(Saved entries)
▽

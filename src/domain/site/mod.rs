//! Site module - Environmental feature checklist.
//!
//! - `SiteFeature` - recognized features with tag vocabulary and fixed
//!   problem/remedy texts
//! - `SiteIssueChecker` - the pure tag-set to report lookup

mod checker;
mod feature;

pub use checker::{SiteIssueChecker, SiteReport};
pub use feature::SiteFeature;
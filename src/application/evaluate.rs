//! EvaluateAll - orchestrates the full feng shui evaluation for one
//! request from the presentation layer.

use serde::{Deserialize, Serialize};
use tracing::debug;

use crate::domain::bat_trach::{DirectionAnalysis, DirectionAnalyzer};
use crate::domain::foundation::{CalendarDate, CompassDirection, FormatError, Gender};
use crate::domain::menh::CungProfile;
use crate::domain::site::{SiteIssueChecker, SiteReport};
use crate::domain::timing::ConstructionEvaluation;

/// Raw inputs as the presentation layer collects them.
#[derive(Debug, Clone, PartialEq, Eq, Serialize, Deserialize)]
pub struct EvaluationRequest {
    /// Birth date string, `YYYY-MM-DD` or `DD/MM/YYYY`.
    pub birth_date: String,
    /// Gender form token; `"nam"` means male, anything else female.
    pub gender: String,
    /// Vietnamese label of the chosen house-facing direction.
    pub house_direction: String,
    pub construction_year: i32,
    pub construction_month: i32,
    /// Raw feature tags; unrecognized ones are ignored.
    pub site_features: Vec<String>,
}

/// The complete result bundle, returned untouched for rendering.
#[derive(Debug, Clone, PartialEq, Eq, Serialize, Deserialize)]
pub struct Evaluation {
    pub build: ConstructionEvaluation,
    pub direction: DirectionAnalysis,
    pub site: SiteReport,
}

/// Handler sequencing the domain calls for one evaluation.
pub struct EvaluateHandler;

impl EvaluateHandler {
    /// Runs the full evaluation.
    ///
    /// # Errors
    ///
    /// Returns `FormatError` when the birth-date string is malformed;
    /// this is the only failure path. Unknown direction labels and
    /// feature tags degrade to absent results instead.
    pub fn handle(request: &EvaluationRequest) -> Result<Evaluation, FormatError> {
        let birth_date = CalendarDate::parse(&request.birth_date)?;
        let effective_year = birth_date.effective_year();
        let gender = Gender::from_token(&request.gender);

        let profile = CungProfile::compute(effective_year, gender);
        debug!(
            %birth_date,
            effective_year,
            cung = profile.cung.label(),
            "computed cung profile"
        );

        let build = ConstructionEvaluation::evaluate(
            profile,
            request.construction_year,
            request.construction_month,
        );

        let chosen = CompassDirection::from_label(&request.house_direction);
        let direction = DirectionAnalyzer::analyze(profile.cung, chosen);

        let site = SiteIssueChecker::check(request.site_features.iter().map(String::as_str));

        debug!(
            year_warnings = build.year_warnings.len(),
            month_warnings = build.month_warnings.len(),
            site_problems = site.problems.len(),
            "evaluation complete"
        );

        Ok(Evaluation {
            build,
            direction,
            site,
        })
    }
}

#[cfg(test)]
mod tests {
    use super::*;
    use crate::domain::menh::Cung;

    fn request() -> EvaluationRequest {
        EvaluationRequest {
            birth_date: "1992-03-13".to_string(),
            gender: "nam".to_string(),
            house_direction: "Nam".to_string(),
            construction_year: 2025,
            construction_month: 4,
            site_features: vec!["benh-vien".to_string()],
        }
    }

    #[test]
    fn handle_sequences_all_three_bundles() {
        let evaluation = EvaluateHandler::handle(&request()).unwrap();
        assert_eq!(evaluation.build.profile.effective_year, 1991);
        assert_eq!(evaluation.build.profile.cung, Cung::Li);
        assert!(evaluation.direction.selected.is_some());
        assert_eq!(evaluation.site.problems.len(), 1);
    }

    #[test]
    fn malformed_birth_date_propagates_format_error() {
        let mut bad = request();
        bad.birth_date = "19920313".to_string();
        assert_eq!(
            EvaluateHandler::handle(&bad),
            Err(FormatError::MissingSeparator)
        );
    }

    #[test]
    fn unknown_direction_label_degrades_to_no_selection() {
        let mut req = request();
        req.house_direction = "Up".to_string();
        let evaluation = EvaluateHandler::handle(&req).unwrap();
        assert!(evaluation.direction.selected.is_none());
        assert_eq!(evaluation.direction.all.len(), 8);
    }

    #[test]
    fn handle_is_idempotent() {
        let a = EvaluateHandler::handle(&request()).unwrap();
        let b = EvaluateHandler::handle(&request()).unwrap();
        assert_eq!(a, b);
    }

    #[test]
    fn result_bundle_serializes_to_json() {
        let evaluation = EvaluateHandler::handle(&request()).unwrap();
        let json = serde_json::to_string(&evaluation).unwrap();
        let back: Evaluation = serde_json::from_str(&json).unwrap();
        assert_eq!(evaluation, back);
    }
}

△

=== WHAT YOU NEED TO DO ===
For each record above, output it exactly as written.

=== ANSWER FOR THE TASK ===
filename src/domain/site/mod.rs
//! Site module - Environmental feature checklist.
//!
//! - `SiteFeature` - recognized features with tag vocabulary and fixed
//!   problem/remedy texts
//! - `SiteIssueChecker` - the pure tag-set to report lookup

mod checker;
mod feature;

pub use checker::{SiteIssueChecker, SiteReport};
pub use feature::SiteFeature;
filename src/application/evaluate.rs
//! EvaluateAll - orchestrates the full feng shui evaluation for one
//! request from the presentation layer.

use serde::{Deserialize, Serialize};
use tracing::debug;

use crate::domain::bat_trach::{DirectionAnalysis, DirectionAnalyzer};
use crate::domain::foundation::{CalendarDate, CompassDirection, FormatError, Gender};
use crate::domain::menh::CungProfile;
use crate::domain::site::{SiteIssueChecker, SiteReport};
use crate::domain::timing::ConstructionEvaluation;

/// Raw inputs as the presentation layer collects them.
#[derive(Debug, Clone, PartialEq, Eq, Serialize, Deserialize)]
pub struct EvaluationRequest {
    /// Birth date string, `YYYY-MM-DD` or `DD/MM/YYYY`.
    pub birth_date: String,
    /// Gender form token; `"nam"` means male, anything else female.
    pub gender: String,
    /// Vietnamese label of the chosen house-facing direction.
    pub house_direction: String,
    pub construction_year: i32,
    pub construction_month: i32,
    /// Raw feature tags; unrecognized ones are ignored.
    pub site_features: Vec<String>,
}

/// The complete result bundle, returned untouched for rendering.
#[derive(Debug, Clone, PartialEq, Eq, Serialize, Deserialize)]
pub struct Evaluation {
    pub build: ConstructionEvaluation,
    pub direction: DirectionAnalysis,
    pub site: SiteReport,
}

/// Handler sequencing the domain calls for one evaluation.
pub struct EvaluateHandler;

impl EvaluateHandler {
    /// Runs the full evaluation.
    ///
    /// # Errors
    ///
    /// Returns `FormatError` when the birth-date string is malformed;
    /// this is the only failure path. Unknown direction labels and
    /// feature tags degrade to absent results instead.
    pub fn handle(request: &EvaluationRequest) -> Result<Evaluation, FormatError> {
        let birth_date = CalendarDate::parse(&request.birth_date)?;
        let effective_year = birth_date.effective_year();
        let gender = Gender::from_token(&request.gender);

        let profile = CungProfile::compute(effective_year, gender);
        debug!(
            %birth_date,
            effective_year,
            cung = profile.cung.label(),
            "computed cung profile"
        );

        let build = ConstructionEvaluation::evaluate(
            profile,
            request.construction_year,
            request.construction_month,
        );

        let chosen = CompassDirection::from_label(&request.house_direction);
        let direction = DirectionAnalyzer::analyze(profile.cung, chosen);

        let site = SiteIssueChecker::check(request.site_features.iter().map(String::as_str));

        debug!(
            year_warnings = build.year_warnings.len(),
            month_warnings = build.month_warnings.len(),
            site_problems = site.problems.len(),
            "evaluation complete"
        );

        Ok(Evaluation {
            build,
            direction,
            site,
        })
    }
}

#[cfg(test)]
mod tests {
    use super::*;
    use crate::domain::menh::Cung;

    fn request() -> EvaluationRequest {
        EvaluationRequest {
            birth_date: "1992-03-13".to_string(),
            gender: "nam".to_string(),
            house_direction: "Nam".to_string(),
            construction_year: 2025,
            construction_month: 4,
            site_features: vec!["benh-vien".to_string()],
        }
    }

    #[test]
    fn handle_sequences_all_three_bundles() {
        let evaluation = EvaluateHandler::handle(&request()).unwrap();
        assert_eq!(evaluation.build.profile.effective_year, 1991);
        assert_eq!(evaluation.build.profile.cung, Cung::Li);
        assert!(evaluation.direction.selected.is_some());
        assert_eq!(evaluation.site.problems.len(), 1);
    }

    #[test]
    fn malformed_birth_date_propagates_format_error() {
        let mut bad = request();
        bad.birth_date = "19920313".to_string();
        assert_eq!(
            EvaluateHandler::handle(&bad),
            Err(FormatError::MissingSeparator)
        );
    }

    #[test]
    fn unknown_direction_label_degrades_to_no_selection() {
        let mut req = request();
        req.house_direction = "Up".to_string();
        let evaluation = EvaluateHandler::handle(&req).unwrap();
        assert!(evaluation.direction.selected.is_none());
        assert_eq!(evaluation.direction.all.len(), 8);
    }

    #[test]
    fn handle_is_idempotent() {
        let a = EvaluateHandler::handle(&request()).unwrap();
        let b = EvaluateHandler::handle(&request()).unwrap();
        assert_eq!(a, b);
    }

    #[test]
    fn result_bundle_serializes_to_json() {
        let evaluation = EvaluateHandler::handle(&request()).unwrap();
        let json = serde_json::to_string(&evaluation).unwrap();
        let back: Evaluation = serde_json::from_str(&json).unwrap();
        assert_eq!(evaluation, back);
    }
}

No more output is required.